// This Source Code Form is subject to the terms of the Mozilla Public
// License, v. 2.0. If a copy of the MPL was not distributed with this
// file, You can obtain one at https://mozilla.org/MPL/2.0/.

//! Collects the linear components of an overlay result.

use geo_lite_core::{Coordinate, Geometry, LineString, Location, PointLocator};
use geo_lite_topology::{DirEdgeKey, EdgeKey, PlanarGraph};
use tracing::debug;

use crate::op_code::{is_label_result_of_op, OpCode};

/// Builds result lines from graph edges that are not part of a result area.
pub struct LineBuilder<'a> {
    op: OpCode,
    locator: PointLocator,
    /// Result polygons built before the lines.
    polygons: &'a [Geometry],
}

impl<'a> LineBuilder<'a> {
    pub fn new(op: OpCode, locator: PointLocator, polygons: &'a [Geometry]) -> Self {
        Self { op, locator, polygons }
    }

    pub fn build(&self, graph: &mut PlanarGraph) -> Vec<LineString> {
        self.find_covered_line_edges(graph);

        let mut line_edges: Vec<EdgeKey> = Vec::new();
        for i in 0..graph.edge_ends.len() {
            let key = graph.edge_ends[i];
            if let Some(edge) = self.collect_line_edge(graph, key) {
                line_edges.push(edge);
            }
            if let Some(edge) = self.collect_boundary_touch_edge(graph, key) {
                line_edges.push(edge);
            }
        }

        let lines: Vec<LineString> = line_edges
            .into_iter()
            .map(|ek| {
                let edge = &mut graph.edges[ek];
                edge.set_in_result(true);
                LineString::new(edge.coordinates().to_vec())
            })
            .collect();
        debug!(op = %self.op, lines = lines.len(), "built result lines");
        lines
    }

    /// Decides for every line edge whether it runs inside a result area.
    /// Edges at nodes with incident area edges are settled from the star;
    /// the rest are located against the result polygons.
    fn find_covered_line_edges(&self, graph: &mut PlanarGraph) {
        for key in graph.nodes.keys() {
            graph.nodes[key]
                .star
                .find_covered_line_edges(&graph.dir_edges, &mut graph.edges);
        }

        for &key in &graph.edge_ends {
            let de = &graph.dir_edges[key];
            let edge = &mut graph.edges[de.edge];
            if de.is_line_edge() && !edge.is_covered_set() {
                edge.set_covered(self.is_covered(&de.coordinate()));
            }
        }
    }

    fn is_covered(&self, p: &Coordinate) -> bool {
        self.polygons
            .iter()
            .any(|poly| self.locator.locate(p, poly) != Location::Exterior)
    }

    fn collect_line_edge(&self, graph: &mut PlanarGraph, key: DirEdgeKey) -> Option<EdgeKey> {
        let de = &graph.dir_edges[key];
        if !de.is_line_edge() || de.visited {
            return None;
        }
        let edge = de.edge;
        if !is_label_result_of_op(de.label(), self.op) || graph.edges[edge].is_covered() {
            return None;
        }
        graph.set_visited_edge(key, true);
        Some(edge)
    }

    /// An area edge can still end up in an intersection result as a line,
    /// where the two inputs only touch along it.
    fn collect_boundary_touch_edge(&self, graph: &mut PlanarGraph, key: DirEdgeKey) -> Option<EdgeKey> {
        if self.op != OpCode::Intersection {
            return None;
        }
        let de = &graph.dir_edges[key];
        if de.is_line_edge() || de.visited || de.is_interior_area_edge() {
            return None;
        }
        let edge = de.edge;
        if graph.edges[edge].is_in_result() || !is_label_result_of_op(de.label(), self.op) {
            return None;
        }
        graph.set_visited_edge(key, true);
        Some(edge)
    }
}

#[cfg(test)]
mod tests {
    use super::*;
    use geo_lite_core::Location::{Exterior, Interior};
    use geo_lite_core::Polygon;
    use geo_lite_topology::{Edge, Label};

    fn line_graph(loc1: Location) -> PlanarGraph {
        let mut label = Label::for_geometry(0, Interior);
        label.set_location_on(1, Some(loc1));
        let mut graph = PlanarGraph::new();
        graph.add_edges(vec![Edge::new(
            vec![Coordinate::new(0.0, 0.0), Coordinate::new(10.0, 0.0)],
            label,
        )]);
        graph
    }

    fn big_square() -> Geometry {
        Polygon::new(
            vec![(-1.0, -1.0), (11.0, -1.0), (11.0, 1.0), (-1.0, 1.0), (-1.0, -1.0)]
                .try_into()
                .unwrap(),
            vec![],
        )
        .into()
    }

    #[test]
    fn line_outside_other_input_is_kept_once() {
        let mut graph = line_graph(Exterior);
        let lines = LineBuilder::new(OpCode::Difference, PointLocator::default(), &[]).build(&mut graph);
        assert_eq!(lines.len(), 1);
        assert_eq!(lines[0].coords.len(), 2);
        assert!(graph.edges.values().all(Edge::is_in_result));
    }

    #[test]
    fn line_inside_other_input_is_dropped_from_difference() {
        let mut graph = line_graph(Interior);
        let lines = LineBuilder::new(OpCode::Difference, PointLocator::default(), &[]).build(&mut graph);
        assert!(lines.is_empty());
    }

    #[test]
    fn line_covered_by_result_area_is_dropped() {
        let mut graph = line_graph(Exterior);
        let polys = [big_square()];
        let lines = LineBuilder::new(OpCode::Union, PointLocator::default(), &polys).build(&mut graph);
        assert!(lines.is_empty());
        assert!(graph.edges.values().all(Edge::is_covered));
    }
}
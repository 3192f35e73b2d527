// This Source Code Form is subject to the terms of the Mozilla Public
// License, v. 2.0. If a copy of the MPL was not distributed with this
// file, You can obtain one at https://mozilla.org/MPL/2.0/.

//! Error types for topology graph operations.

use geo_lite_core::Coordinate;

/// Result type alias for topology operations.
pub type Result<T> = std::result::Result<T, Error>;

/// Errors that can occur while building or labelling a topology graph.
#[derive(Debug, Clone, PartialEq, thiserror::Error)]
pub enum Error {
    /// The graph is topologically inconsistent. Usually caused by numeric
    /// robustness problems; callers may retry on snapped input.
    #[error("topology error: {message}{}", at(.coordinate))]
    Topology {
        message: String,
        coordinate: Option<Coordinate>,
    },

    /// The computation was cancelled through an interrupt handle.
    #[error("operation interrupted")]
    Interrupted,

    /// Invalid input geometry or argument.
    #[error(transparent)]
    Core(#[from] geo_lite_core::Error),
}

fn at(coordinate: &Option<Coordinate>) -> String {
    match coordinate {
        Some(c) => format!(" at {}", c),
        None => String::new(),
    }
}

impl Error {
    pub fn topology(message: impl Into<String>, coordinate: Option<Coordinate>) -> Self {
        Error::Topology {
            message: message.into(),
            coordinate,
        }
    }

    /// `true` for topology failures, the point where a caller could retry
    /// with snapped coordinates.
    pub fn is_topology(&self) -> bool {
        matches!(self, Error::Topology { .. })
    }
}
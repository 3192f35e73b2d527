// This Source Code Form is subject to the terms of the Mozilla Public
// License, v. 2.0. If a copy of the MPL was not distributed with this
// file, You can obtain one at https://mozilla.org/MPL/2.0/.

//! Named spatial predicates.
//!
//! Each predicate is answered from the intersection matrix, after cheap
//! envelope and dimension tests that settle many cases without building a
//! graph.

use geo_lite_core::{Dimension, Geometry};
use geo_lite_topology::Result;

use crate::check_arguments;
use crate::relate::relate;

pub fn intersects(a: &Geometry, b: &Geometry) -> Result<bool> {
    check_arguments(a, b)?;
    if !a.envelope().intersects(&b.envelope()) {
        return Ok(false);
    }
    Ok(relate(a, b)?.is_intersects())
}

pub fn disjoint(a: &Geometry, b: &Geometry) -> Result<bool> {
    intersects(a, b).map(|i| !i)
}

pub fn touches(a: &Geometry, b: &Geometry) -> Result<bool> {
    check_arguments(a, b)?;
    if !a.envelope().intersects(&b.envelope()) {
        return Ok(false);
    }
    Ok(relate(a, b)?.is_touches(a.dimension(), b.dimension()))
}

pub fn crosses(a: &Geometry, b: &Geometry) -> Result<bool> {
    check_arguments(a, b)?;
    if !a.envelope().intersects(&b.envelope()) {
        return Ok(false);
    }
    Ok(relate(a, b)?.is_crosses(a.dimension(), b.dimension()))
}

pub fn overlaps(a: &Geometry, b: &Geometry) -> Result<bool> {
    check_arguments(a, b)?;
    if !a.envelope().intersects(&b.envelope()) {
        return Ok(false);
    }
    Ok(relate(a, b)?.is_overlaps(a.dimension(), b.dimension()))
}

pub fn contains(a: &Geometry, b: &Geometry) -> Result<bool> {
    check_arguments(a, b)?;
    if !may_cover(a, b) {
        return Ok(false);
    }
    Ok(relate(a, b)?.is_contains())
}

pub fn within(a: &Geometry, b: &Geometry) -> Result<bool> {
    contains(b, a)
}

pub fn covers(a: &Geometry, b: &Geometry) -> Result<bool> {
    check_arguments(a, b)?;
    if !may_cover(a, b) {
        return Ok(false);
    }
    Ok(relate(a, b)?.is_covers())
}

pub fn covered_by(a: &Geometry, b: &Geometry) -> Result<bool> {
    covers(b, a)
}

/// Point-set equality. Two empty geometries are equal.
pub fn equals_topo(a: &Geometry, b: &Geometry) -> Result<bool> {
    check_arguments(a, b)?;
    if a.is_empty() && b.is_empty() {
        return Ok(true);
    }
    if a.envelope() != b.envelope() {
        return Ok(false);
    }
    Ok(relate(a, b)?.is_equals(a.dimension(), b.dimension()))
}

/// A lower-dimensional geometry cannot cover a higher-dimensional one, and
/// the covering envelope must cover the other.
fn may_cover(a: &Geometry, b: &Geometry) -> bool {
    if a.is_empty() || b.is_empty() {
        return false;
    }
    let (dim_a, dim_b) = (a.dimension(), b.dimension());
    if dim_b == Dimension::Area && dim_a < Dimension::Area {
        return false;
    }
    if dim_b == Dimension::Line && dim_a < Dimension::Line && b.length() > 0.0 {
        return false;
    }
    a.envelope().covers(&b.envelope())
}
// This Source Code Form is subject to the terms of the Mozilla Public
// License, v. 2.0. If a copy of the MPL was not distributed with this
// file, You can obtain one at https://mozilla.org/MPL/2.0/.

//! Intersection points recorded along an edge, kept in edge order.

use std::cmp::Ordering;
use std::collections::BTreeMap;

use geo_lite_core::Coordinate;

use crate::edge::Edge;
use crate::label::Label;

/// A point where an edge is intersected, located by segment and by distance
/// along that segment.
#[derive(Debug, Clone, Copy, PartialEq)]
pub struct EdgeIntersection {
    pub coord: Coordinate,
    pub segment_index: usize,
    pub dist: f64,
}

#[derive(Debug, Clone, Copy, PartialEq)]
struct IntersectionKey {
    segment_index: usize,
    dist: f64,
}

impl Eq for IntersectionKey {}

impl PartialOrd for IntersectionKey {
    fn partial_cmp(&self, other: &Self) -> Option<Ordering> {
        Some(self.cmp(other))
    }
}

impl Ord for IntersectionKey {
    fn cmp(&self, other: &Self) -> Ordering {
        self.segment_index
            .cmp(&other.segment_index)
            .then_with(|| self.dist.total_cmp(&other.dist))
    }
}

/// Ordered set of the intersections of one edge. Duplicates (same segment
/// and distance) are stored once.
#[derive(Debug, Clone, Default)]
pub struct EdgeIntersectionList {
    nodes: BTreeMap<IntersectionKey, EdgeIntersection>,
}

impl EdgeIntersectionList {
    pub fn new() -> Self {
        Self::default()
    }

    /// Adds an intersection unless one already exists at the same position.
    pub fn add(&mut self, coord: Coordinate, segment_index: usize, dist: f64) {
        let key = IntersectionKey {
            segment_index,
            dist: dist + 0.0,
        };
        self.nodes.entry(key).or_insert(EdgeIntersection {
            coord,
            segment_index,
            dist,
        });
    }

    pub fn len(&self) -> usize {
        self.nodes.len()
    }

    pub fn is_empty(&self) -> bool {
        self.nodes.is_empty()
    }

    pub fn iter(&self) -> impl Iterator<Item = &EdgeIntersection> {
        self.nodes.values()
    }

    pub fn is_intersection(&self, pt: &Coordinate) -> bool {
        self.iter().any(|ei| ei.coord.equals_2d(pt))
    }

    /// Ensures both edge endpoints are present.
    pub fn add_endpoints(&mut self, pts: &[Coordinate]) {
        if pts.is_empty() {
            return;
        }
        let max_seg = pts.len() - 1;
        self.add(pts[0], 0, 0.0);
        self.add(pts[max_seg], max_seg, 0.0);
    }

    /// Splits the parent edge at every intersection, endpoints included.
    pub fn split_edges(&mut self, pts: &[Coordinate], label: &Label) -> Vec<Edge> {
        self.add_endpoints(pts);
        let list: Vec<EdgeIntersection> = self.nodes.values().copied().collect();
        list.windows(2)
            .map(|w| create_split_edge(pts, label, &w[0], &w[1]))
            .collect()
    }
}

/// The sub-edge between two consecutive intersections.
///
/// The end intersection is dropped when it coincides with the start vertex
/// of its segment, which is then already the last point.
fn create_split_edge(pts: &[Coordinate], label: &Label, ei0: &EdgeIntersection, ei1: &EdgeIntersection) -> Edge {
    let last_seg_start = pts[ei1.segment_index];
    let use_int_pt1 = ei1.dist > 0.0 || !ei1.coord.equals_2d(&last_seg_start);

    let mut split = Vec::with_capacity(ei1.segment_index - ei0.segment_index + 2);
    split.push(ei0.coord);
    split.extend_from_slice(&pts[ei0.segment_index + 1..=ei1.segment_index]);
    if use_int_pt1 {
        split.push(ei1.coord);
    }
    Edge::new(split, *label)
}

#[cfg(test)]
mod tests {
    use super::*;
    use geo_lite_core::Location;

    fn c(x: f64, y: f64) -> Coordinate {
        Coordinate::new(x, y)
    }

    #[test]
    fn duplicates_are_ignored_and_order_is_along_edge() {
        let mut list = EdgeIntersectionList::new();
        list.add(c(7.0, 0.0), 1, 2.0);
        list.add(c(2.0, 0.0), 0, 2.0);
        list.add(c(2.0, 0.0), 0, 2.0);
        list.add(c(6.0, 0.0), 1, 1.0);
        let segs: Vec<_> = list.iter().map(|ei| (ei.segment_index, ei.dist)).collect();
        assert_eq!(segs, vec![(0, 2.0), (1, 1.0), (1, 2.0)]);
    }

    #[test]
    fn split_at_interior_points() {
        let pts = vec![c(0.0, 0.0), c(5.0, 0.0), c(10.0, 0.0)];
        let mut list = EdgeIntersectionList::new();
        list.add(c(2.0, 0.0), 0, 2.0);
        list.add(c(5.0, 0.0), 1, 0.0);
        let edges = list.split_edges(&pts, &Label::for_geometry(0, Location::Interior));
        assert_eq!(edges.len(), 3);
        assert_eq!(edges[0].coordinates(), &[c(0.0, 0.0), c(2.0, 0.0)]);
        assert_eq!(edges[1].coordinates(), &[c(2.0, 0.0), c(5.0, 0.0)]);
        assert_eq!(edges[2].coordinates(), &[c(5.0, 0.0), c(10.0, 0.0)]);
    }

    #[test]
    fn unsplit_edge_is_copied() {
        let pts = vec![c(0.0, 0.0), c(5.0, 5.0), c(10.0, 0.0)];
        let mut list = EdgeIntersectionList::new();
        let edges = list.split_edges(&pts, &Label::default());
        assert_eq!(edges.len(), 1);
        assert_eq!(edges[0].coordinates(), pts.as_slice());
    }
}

*****

**Work instruction**
All lines above from the one with "pub struct EdgeIntersectionList" to the one with "let key = IntersectionKey", inclusive, should be copied exactly, and no other lines.

**Result below**
pub struct EdgeIntersectionList {
    nodes: BTreeMap<IntersectionKey, EdgeIntersection>,
}

impl EdgeIntersectionList {
    pub fn new() -> Self {
        Self::default()
    }

    /// Adds an intersection unless one already exists at the same position.
    pub fn add(&mut self, coord: Coordinate, segment_index: usize, dist: f64) {
        let key = IntersectionKey {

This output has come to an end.